(Collected data entries)
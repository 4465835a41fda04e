// src/scheduler/mod.rs

pub mod breach_monitor;

pub use breach_monitor::{BreachMonitor, BreachMonitorConfig, BreachMonitorHandle, PassSummary};
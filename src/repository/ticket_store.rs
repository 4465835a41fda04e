// src/repository/ticket_store.rs
//! Ticket store abstractions.
//!
//! The engine consumes the `TicketStore` trait: list the open set, fetch one
//! record, write back the SLA fields. It must not assume exclusive write
//! access — another process may edit a ticket's priority or delete it between
//! our fetch and write-back, so `save_ticket` reports a missing record as
//! `SlaError::TicketNotFound` and callers treat that as a benign race.
//!
//! `InMemoryTicketStore` is the Tokio-lock-backed implementation for tests
//! and local development.

use async_trait::async_trait;
use std::collections::HashMap;
use std::sync::Arc;
use tokio::sync::RwLock;
use uuid::Uuid;

use crate::domain::error::SlaError;
use crate::domain::model::ticket::Ticket;

#[async_trait]
pub trait TicketStore: Send + Sync {
    /// Every ticket whose status is not Resolved or Closed.
    async fn list_open_tickets(&self) -> Result<Vec<Ticket>, SlaError>;

    async fn get_ticket(&self, id: Uuid) -> Result<Option<Ticket>, SlaError>;

    /// Writes the record back. Fails with `TicketNotFound` when the ticket
    /// was deleted since it was fetched.
    async fn save_ticket(&self, ticket: Ticket) -> Result<(), SlaError>;
}

#[derive(Default)]
pub struct InMemoryTicketStore {
    tickets: Arc<RwLock<HashMap<Uuid, Ticket>>>,
}

impl InMemoryTicketStore {
    pub fn new() -> Self {
        Self::default()
    }

    /// Seeds or replaces a record, bypassing the save-must-exist rule.
    pub async fn insert(&self, ticket: Ticket) {
        self.tickets.write().await.insert(ticket.id, ticket);
    }

    pub async fn remove(&self, id: Uuid) {
        self.tickets.write().await.remove(&id);
    }
}

#[async_trait]
impl TicketStore for InMemoryTicketStore {
    async fn list_open_tickets(&self) -> Result<Vec<Ticket>, SlaError> {
        let tickets = self.tickets.read().await;
        let mut open: Vec<Ticket> = tickets
            .values()
            .filter(|t| t.status.is_open())
            .cloned()
            .collect();
        // Stable scan order for deterministic passes.
        open.sort_by(|a, b| a.created_at.cmp(&b.created_at).then(a.id.cmp(&b.id)));
        Ok(open)
    }

    async fn get_ticket(&self, id: Uuid) -> Result<Option<Ticket>, SlaError> {
        Ok(self.tickets.read().await.get(&id).cloned())
    }

    async fn save_ticket(&self, ticket: Ticket) -> Result<(), SlaError> {
        let mut tickets = self.tickets.write().await;
        match tickets.get_mut(&ticket.id) {
            Some(existing) => {
                *existing = ticket;
                Ok(())
            }
            None => Err(SlaError::TicketNotFound(ticket.id)),
        }
    }
}
// src/telemetry/tracing.rs
//! Tracing subscriber setup for hosts embedding the engine.
//!
//! The engine itself only emits `tracing` events; installing a subscriber is
//! the host's choice. This helper wires the conventional env-filtered fmt
//! subscriber and is safe to call more than once.

use tracing_subscriber::{fmt, prelude::*, EnvFilter, Registry};

/// Installs an env-filtered fmt subscriber, falling back to `default_level`
/// when `RUST_LOG` is unset. Returns quietly if a global subscriber is
/// already installed.
pub fn init(default_level: &str) {
    let filter =
        EnvFilter::try_from_default_env().unwrap_or_else(|_| EnvFilter::new(default_level));
    let _ = Registry::default()
        .with(filter)
        .with(fmt::layer())
        .try_init();
}
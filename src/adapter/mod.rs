// src/adapter/mod.rs

pub mod notifier;
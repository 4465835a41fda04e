// src/adapter/notifier/mod.rs

pub mod webhook_notifier;

pub use webhook_notifier::WebhookNotifier;
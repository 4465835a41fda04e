// src/repository/policy_store.rs
//! Policy table access.
//!
//! The SLA policy table lives in the external store and is read-only from the
//! engine's perspective. `PolicyStore` is the trait the engine consumes;
//! `InMemoryPolicyStore` is the concurrency-safe implementation used for
//! tests and local development.

use async_trait::async_trait;
use std::sync::Arc;
use tokio::sync::RwLock;
use tracing::warn;

use crate::domain::error::SlaError;
use crate::domain::model::sla_policy::SlaPolicy;
use crate::domain::model::ticket::{Category, Priority};

#[async_trait]
pub trait PolicyStore: Send + Sync {
    /// Returns the active policy for the key, or `None` when the key is not
    /// covered. Absence is not an error: the ticket is simply exempt from
    /// tracking until a policy is added.
    ///
    /// If more than one active policy matches (a transient data-integrity
    /// anomaly; the store's uniqueness constraint should prevent it), the
    /// first in the store's natural order is returned and a warning is
    /// logged. No semantic disambiguation is attempted.
    async fn find_active_policy(
        &self,
        priority: Priority,
        category: Category,
    ) -> Result<Option<SlaPolicy>, SlaError>;

    /// Full table dump, for diagnostics.
    async fn list_policies(&self) -> Result<Vec<SlaPolicy>, SlaError>;
}

/// Insertion-ordered in-memory policy table.
#[derive(Default)]
pub struct InMemoryPolicyStore {
    policies: Arc<RwLock<Vec<SlaPolicy>>>,
}

impl InMemoryPolicyStore {
    pub fn new() -> Self {
        Self::default()
    }

    pub async fn insert(&self, policy: SlaPolicy) {
        self.policies.write().await.push(policy);
    }

    pub async fn deactivate(&self, id: uuid::Uuid) {
        let mut policies = self.policies.write().await;
        if let Some(policy) = policies.iter_mut().find(|p| p.id == id) {
            policy.active = false;
            policy.updated_at = chrono::Utc::now();
        }
    }
}

#[async_trait]
impl PolicyStore for InMemoryPolicyStore {
    async fn find_active_policy(
        &self,
        priority: Priority,
        category: Category,
    ) -> Result<Option<SlaPolicy>, SlaError> {
        let policies = self.policies.read().await;
        let mut matches = policies
            .iter()
            .filter(|p| p.active && p.matches(priority, category));

        let first = matches.next().cloned();
        if first.is_some() && matches.next().is_some() {
            warn!(
                %priority, %category,
                "multiple active SLA policies match; using the first by store order"
            );
        }
        Ok(first)
    }

    async fn list_policies(&self) -> Result<Vec<SlaPolicy>, SlaError> {
        Ok(self.policies.read().await.clone())
    }
}
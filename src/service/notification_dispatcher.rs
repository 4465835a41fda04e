// src/service/notification_dispatcher.rs
//! Notification dispatcher service
//!
//! Responsibilities:
//! - Build one batched card per monitor pass for tickets entering a risk
//!   state (imminent warning or breach alert).
//! - Deliver it through the configured `Notifier`; delivery is best-effort
//!   and never raises to the monitor loop.
//! - Degrade gracefully when no endpoint is configured (warn and skip).
//! - Optionally suppress repeat warnings for tickets already notified at the
//!   same severity.

use async_trait::async_trait;
use serde::Serialize;
use std::collections::{HashMap, HashSet};
use std::sync::Arc;
use tokio::sync::Mutex;
use tracing::{error, info, warn};
use uuid::Uuid;

use crate::domain::model::breach_state::BreachState;
use crate::domain::model::ticket::Ticket;

/// MessageCard-style payload posted to the webhook endpoint: a title, a short
/// descriptive text, and one fact per ticket.
#[derive(Debug, Clone, Serialize)]
pub struct NotificationCard {
    #[serde(rename = "@type")]
    pub card_type: &'static str,
    #[serde(rename = "@context")]
    pub context: &'static str,
    #[serde(rename = "themeColor")]
    pub theme_color: &'static str,
    pub title: String,
    pub text: String,
    pub sections: Vec<CardSection>,
}

#[derive(Debug, Clone, Serialize)]
pub struct CardSection {
    pub facts: Vec<CardFact>,
}

#[derive(Debug, Clone, Serialize)]
pub struct CardFact {
    pub name: String,
    pub value: String,
}

impl NotificationCard {
    /// Builds the batched card. `imminent` selects the warning variant;
    /// otherwise the card announces tickets that have already breached.
    pub fn for_tickets(tickets: &[Ticket], imminent: bool) -> Self {
        let (title, theme_color) = if imminent {
            ("SLA breach warning".to_string(), "E8A33D")
        } else {
            ("SLA breach alert".to_string(), "C4314B")
        };

        let text = if imminent {
            format!(
                "{} ticket(s) are approaching their SLA resolution target.",
                tickets.len()
            )
        } else {
            format!("{} ticket(s) have breached their SLA resolution target.", tickets.len())
        };

        let facts = tickets
            .iter()
            .map(|t| CardFact {
                name: format!("Ticket #{}", t.id),
                value: format!(
                    "{}\nPriority: {} | Category: {}\nAssignee: {}\nTarget: {}",
                    t.title,
                    t.priority,
                    t.category,
                    t.assignee_display(),
                    t.sla_target_date
                        .map(|d| d.to_rfc3339())
                        .unwrap_or_else(|| "unset".into()),
                ),
            })
            .collect();

        Self {
            card_type: "MessageCard",
            context: "https://schema.org/extensions",
            theme_color,
            title,
            text,
            sections: vec![CardSection { facts }],
        }
    }
}

/// Channel-specific delivery implementation. The webhook adapter is the
/// production implementation; tests substitute recording doubles.
#[async_trait]
pub trait Notifier: Send + Sync {
    /// Sends the card, returning Err with a reason on non-success responses
    /// or transport errors.
    async fn send(&self, card: &NotificationCard) -> Result<(), String>;
}

pub struct NotificationDispatcher {
    notifier: Option<Arc<dyn Notifier>>,
    suppress_repeat_warnings: bool,
    /// Highest severity already notified per ticket. Only consulted when
    /// repeat suppression is enabled; pruned each pass so tickets that drop
    /// back to on-track can warn again later.
    notified: Mutex<HashMap<Uuid, BreachState>>,
}

impl NotificationDispatcher {
    pub fn new(notifier: Option<Arc<dyn Notifier>>, suppress_repeat_warnings: bool) -> Self {
        Self {
            notifier,
            suppress_repeat_warnings,
            notified: Mutex::new(HashMap::new()),
        }
    }

    /// Dispatcher with no endpoint configured: every notify call warns and
    /// returns.
    pub fn disabled() -> Self {
        Self::new(None, false)
    }

    /// Sends one batched message for the given tickets. No-ops silently on an
    /// empty batch. Never returns an error: a failed delivery is logged and
    /// dropped, and the next monitor pass re-evaluates and re-sends for
    /// tickets still at risk.
    pub async fn notify(&self, tickets: &[Ticket], imminent: bool) {
        if tickets.is_empty() {
            return;
        }

        let Some(notifier) = &self.notifier else {
            warn!(
                count = tickets.len(),
                "no notification endpoint configured; skipping SLA notification"
            );
            return;
        };

        let severity = if imminent {
            BreachState::Imminent
        } else {
            BreachState::Breached
        };

        let batch: Vec<Ticket> = if self.suppress_repeat_warnings {
            let notified = self.notified.lock().await;
            tickets
                .iter()
                .filter(|t| notified.get(&t.id).map_or(true, |seen| severity > *seen))
                .cloned()
                .collect()
        } else {
            tickets.to_vec()
        };

        if batch.is_empty() {
            return;
        }

        let card = NotificationCard::for_tickets(&batch, imminent);
        match notifier.send(&card).await {
            Ok(()) => {
                info!(count = batch.len(), severity = %severity, "SLA notification sent");
                metrics::increment_counter!("sla_notifications_sent");
                if self.suppress_repeat_warnings {
                    let mut notified = self.notified.lock().await;
                    for ticket in &batch {
                        notified.insert(ticket.id, severity);
                    }
                }
            }
            Err(reason) => {
                error!(count = batch.len(), %reason, "SLA notification delivery failed");
                metrics::increment_counter!("sla_notifications_failed");
            }
        }
    }

    /// Drops watermarks for tickets no longer at risk, so a ticket whose
    /// priority was lowered and later re-escalates is warned about again.
    pub async fn prune_watermarks(&self, at_risk: &HashSet<Uuid>) {
        if !self.suppress_repeat_warnings {
            return;
        }
        self.notified.lock().await.retain(|id, _| at_risk.contains(id));
    }
}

» The problem: Copy, please, exactly the lines that start at the first line of the data and end at the line containing "delete it between", both kept and no others.

» Answer space:
repository 4465835a41fda04e
// src/scheduler/mod.rs

pub mod breach_monitor;

pub use breach_monitor::{BreachMonitor, BreachMonitorConfig, BreachMonitorHandle, PassSummary};
filename src/repository/ticket_store.rs
repository 4465835a41fda04e
// src/repository/ticket_store.rs
//! Ticket store abstractions.
//!
//! The engine consumes the `TicketStore` trait: list the open set, fetch one
//! record, write back the SLA fields. It must not assume exclusive write
//! access — another process may edit a ticket's priority or delete it between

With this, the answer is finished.